In tutto 130 vittime e 350 feriti per un processo durato nove mesi con 14 imputati, 1.800 parti civili e celebrato all'interno di una struttura di legno, un enorme box allestito nell'atrio del palazzo dell'Ile de la Cité a Parigi capace di accogliere 600 persone. Al termine del processo l'imputato principale, Salah Abdeslam, naturalizzato belga e di origine marocchina, unico a non essersi fatto saltare in aria con la cintura esplosiva, è stato condannato all'ergastolo.
L'enigma Salah Abdeslam
"In realtà - ha spiegato - i veri colpevoli, compreso il capo del commando terroristico, sono tutti morti.
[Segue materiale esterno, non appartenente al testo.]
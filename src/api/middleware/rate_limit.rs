//! Rate limiting for the credential endpoints.

use governor::clock::QuantaInstant;
use governor::middleware::NoOpMiddleware;
use std::sync::Arc;
use tower_governor::{
    GovernorLayer, governor::GovernorConfigBuilder, key_extractor::PeerIpKeyExtractor,
};

/// Creates the limiter applied to `/signup` and `/login`.
///
/// # Limits
///
/// - **Rate**: 1 request per second
/// - **Burst**: 10 requests
///
/// Requests exceeding the limit receive `429 Too Many Requests`. Keys are the
/// peer IP, so the server must be started with connect info.
///
/// # Example
///
/// ```rust,ignore
/// let accounts = Router::new()
///     .route("/login", post(login_handler))
///     .layer(rate_limit::secure_layer());
/// ```
pub fn secure_layer()
-> GovernorLayer<PeerIpKeyExtractor, NoOpMiddleware<QuantaInstant>, axum::body::Body> {
    let governor_conf = Arc::new(
        GovernorConfigBuilder::default()
            .per_second(1)
            .burst_size(10)
            .finish()
            .expect("non-zero rate limit settings"),
    );

    GovernorLayer::new(governor_conf)
}
//! Dashboard side: consumes the provider API and renders summaries.
//!
//! # Modules
//!
//! - [`client`] - Paginated HTTP client
//! - [`schema`] - Tolerant response shapes
//! - [`source`] - Fetch seam used by the session
//! - [`aggregate`] - Stage, level and review-window buckets
//! - [`session`] - Token handling and view-state machine
//! - [`render`] - Terminal output

pub mod aggregate;
pub mod client;
pub mod render;
pub mod schema;
pub mod session;
pub mod source;

pub use client::{ApiClient, ClientError};
pub use session::{DashboardData, DashboardSession, LoadFailure, SessionError, ViewState};
pub use source::DashboardSource;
Tra i 14 imputati c'erano anche 3,4 delinquentelli, piccoli spacciatori, che nel loro cammino si sono trovati a scontrarsi con questa vicenda enorme. Se la giustizia è stata clemente con queste 3,4 persone è perché era giusto così. Di Salah rimarrà sempre un mistero del perché non si sia fatto saltare in aria, se per paura o perché si è inceppata la cintura, nel corso del processo ha detto cose mediocri. Non ci sono valori in tutto questo anche se sembrava, prevale una loro ricerca di far parte di una fratellanza, una sorta di élite di avanguardia. In realtà, il mistero, l'ammirazione e la curiosità nel seguire le udienze era più dal lato delle vittime e non degli imputati".
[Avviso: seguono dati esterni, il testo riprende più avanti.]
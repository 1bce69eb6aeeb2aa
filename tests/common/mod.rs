#![allow(dead_code)]

use axum_test::TestServer;
use chrono::{DateTime, TimeZone, Utc};
use serde_json::json;
use srs_dashboard::domain::clock::FixedClock;
use srs_dashboard::domain::random::StdRandomSource;
use srs_dashboard::infrastructure::memory::FixtureCatalog;
use srs_dashboard::routes::api_router;
use srs_dashboard::state::AppState;
use std::sync::Arc;

pub const TEST_SEED: u64 = 7;

pub fn fixed_now() -> DateTime<Utc> {
    Utc.with_ymd_and_hms(2025, 6, 1, 8, 30, 0).unwrap()
}

pub fn create_test_state() -> AppState {
    create_seeded_state(TEST_SEED)
}

pub fn create_seeded_state(seed: u64) -> AppState {
    AppState::new(
        FixtureCatalog::sample(),
        "test-signing-secret".to_string(),
        Arc::new(FixedClock(fixed_now())),
        Arc::new(StdRandomSource::seeded(seed)),
    )
}

/// Full router (auth, tracing) without the rate limiter, which needs a peer
/// address that the in-process transport does not supply.
pub fn create_test_server(state: AppState) -> TestServer {
    TestServer::new(api_router(state, false)).unwrap()
}

pub async fn signup(server: &TestServer, username: &str, password: &str) {
    server
        .post("/signup")
        .json(&json!({ "username": username, "password": password }))
        .await
        .assert_status_ok();
}

pub async fn signup_and_login(server: &TestServer, username: &str, password: &str) -> String {
    signup(server, username, password).await;

    let response = server
        .post("/login")
        .json(&json!({ "username": username, "password": password }))
        .await;
    response.assert_status_ok();

    response.json::<serde_json::Value>()["access_token"]
        .as_str()
        .unwrap()
        .to_string()
}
Carrére ha raccontato che in Francia "nessuno ha pianto per l'ergastolo a Salah", e di essere rimasto sorpreso dal fatto che abbia deciso di non presentare appello alla decisione del tribunale. "Non ne può piu'" hanno riferito i suoi avvocati.
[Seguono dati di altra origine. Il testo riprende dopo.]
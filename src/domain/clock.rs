//! Injectable source of the current instant.

use chrono::{DateTime, Utc};

/// Provides "now" to code that timestamps its output.
pub trait Clock: Send + Sync {
    fn now(&self) -> DateTime<Utc>;
}

/// Wall-clock time.
#[derive(Debug, Clone, Copy, Default)]
pub struct SystemClock;

impl Clock for SystemClock {
    fn now(&self) -> DateTime<Utc> {
        Utc::now()
    }
}

/// Always returns the same instant. Used by tests.
#[derive(Debug, Clone, Copy)]
pub struct FixedClock(pub DateTime<Utc>);

impl Clock for FixedClock {
    fn now(&self) -> DateTime<Utc> {
        self.0
    }
}

#[cfg(test)]
mod tests {
    use super::*;
    use chrono::TimeZone;

    #[test]
    fn test_system_clock_advances() {
        let clock = SystemClock;
        let t1 = clock.now();
        let t2 = clock.now();
        assert!(t2 >= t1);
    }

    #[test]
    fn test_fixed_clock_is_fixed() {
        let at = Utc.with_ymd_and_hms(2025, 3, 1, 12, 0, 0).unwrap();
        let clock = FixedClock(at);
        assert_eq!(clock.now(), at);
        assert_eq!(clock.now(), at);
    }
}
//! Data Transfer Objects for API requests and responses.
//!
//! Response shapes follow the upstream `/v2` API closely enough that the
//! dashboard client reads both.

pub mod assignment;
pub mod auth;
pub mod collection;
pub mod health;
pub mod revision;
pub mod subject;
pub mod summary;
//! Shared provider state injected into every handler.

use std::sync::Arc;

use crate::application::services::{AuthService, CatalogService};
use crate::domain::clock::{Clock, SystemClock};
use crate::domain::random::{RandomSource, StdRandomSource};
use crate::infrastructure::memory::{FixtureCatalog, MemoryTokenRepository, MemoryUserRepository};

pub type ProviderAuthService = AuthService<MemoryUserRepository, MemoryTokenRepository>;
pub type ProviderCatalogService = CatalogService<FixtureCatalog>;

/// Provider state.
///
/// Owns the user and token repositories; dropping the state drops every
/// account and session.
#[derive(Clone)]
pub struct AppState {
    pub auth_service: Arc<ProviderAuthService>,
    pub catalog_service: Arc<ProviderCatalogService>,
}

impl AppState {
    /// Builds a state with empty account maps over `catalog`.
    pub fn new(
        catalog: FixtureCatalog,
        signing_secret: String,
        clock: Arc<dyn Clock>,
        random: Arc<dyn RandomSource>,
    ) -> Self {
        let auth_service = AuthService::new(
            Arc::new(MemoryUserRepository::new()),
            Arc::new(MemoryTokenRepository::new()),
            signing_secret,
        );
        let catalog_service = CatalogService::new(Arc::new(catalog), clock, random);

        Self {
            auth_service: Arc::new(auth_service),
            catalog_service: Arc::new(catalog_service),
        }
    }

    /// Sample catalog, wall clock and OS-seeded randomness.
    pub fn with_defaults(signing_secret: String) -> Self {
        Self::new(
            FixtureCatalog::sample(),
            signing_secret,
            Arc::new(SystemClock),
            Arc::new(StdRandomSource::from_os_rng()),
        )
    }
}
"Certamente è stata una sentenza basata sulla volontà di voler dare l'esempio - ha sostenuto Carrére - hanno voluto un processo esemplare, una vetrina per una giustizia democratica. È stato un modo deliberato, pensato, riflettuto di non opporre alla barbarie altra barbarie, come ad esempio è stato fatto a Guantanamo, ma rispondere con il diritto. Ecco io mi domando questa è la nostra forza o la nostra debolezza? Non lo so, me lo chiedo", ha concluso Emmanuel Carrére.